Copy out each line of the data that contains "usize".

Extracted data entries:
+++

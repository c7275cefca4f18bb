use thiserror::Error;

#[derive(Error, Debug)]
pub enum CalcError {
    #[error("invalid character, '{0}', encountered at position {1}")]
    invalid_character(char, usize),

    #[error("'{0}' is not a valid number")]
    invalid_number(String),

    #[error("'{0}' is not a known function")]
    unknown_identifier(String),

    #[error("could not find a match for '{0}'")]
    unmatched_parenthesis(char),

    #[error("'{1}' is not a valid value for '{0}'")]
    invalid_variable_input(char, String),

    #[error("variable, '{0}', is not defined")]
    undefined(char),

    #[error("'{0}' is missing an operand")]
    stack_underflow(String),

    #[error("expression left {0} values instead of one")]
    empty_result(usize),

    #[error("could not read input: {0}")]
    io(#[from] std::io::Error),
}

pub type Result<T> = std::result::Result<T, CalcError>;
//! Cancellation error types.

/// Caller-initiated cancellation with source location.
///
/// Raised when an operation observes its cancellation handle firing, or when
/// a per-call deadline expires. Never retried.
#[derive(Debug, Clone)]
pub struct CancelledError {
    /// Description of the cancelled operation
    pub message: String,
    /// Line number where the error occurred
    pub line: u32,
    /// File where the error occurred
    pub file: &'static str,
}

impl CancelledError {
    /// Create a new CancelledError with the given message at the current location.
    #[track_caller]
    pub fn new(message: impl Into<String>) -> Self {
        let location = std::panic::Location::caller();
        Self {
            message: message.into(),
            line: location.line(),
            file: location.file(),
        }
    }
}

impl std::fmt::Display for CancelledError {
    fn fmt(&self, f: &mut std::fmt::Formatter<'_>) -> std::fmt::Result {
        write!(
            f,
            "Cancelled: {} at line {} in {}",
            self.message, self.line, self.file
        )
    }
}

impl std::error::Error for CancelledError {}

+++

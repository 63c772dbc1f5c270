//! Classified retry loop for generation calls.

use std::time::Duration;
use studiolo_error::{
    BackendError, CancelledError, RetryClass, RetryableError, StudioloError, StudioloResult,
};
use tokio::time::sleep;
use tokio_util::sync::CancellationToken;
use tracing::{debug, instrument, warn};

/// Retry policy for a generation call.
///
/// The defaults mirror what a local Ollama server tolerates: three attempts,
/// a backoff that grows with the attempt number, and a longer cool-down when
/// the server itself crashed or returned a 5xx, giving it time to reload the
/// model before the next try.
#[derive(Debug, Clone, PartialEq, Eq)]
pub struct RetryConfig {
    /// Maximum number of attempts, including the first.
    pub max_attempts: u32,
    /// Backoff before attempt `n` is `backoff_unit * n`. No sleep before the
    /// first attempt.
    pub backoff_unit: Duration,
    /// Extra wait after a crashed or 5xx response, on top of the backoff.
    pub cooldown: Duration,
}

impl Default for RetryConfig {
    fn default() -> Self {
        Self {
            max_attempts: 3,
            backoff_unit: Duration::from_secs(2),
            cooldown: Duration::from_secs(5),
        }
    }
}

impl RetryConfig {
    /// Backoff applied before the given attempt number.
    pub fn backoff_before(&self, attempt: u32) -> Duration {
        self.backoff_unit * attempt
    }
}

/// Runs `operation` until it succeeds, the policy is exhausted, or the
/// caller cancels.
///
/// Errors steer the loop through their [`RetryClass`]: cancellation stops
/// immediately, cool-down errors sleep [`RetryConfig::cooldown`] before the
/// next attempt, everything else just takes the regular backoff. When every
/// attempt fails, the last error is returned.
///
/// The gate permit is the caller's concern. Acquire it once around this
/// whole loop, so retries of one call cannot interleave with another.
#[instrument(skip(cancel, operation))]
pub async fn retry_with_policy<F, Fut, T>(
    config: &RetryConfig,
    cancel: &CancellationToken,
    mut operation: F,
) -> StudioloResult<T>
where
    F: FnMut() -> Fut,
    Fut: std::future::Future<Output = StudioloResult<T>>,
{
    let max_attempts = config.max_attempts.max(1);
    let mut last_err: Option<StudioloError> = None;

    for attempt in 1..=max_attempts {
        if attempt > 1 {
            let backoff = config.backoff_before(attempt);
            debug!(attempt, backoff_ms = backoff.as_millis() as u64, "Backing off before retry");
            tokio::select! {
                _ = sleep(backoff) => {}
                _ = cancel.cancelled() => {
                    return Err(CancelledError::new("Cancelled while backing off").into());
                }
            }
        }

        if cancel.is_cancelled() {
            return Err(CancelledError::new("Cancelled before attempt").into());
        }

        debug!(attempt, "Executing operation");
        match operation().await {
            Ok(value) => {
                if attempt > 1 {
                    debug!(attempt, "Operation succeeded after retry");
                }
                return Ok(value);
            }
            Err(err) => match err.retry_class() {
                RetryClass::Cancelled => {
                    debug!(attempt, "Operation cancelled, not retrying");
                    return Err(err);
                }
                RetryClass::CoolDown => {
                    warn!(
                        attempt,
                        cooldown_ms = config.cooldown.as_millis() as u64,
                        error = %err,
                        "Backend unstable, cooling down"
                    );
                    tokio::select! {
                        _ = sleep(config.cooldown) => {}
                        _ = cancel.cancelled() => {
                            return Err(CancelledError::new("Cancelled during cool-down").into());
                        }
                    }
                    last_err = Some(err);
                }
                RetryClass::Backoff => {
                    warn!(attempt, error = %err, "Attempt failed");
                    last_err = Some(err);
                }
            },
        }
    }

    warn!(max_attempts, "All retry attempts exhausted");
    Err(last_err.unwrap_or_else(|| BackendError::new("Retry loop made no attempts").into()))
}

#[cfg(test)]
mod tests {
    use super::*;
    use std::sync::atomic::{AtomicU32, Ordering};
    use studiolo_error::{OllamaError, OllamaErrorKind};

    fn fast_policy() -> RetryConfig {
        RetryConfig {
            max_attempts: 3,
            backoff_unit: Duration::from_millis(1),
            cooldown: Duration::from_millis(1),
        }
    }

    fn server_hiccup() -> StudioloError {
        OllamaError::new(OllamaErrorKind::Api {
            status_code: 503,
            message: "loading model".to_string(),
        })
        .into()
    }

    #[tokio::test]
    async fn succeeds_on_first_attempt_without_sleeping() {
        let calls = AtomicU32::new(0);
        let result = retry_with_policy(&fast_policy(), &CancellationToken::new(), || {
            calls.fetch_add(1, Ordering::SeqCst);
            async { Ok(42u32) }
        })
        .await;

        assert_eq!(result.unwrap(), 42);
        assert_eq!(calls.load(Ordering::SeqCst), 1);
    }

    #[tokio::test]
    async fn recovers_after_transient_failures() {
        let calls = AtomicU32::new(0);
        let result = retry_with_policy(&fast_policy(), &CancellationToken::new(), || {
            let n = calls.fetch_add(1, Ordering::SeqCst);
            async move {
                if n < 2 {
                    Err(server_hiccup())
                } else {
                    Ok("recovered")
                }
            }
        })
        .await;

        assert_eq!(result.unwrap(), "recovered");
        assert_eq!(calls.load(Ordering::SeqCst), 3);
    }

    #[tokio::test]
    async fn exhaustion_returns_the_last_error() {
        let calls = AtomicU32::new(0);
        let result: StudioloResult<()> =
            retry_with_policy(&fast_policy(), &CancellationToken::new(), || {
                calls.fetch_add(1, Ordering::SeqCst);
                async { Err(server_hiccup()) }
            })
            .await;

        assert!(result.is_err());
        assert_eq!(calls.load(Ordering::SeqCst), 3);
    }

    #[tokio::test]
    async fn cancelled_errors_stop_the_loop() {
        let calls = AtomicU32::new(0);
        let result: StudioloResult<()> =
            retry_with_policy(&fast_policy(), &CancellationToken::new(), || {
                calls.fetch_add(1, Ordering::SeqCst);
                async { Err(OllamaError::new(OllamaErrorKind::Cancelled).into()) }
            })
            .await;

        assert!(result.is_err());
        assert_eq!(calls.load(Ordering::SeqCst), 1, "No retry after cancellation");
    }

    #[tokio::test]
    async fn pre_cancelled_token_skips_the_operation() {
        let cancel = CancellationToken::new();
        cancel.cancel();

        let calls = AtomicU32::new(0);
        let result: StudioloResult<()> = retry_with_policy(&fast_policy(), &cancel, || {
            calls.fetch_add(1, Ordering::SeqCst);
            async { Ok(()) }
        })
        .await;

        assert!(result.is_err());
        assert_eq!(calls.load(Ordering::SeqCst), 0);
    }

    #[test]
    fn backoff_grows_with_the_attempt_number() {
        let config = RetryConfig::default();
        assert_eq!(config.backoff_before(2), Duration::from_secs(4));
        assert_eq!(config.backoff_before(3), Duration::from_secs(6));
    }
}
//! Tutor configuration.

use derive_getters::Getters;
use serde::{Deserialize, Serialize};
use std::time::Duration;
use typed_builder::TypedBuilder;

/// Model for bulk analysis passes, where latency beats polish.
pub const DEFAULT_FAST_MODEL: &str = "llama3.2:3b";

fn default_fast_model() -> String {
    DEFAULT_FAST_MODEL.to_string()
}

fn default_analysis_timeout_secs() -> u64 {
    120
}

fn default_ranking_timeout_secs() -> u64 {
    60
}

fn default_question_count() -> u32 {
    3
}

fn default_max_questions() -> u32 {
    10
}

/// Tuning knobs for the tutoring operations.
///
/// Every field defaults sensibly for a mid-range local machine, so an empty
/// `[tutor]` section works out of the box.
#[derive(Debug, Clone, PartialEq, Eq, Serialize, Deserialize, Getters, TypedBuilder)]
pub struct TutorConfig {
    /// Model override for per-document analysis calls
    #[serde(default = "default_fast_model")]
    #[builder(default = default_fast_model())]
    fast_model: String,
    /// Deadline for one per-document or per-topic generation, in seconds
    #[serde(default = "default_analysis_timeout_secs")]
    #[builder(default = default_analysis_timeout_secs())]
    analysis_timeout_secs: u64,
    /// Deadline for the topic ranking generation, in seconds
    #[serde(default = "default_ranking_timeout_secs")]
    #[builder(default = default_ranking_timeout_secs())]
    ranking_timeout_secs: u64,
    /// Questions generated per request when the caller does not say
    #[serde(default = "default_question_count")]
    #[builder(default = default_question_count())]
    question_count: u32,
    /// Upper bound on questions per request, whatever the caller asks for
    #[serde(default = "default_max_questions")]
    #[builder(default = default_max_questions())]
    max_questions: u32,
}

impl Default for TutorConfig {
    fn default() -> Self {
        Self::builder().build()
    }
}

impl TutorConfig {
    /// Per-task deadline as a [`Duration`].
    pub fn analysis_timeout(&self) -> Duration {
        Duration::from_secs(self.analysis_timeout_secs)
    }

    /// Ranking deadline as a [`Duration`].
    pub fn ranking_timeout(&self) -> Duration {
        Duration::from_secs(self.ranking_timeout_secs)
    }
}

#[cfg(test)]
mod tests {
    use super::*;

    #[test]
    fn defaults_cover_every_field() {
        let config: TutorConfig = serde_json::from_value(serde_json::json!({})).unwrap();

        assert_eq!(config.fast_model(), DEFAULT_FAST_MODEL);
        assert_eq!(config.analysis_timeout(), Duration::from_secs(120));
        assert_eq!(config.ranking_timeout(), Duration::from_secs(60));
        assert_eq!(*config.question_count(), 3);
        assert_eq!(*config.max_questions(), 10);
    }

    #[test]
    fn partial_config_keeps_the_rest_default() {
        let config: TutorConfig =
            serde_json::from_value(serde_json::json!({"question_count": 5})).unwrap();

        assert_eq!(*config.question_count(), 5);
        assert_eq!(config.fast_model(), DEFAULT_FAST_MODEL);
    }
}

+++

Problem solution:
    invalid_character(char, usize),
    empty_result(usize),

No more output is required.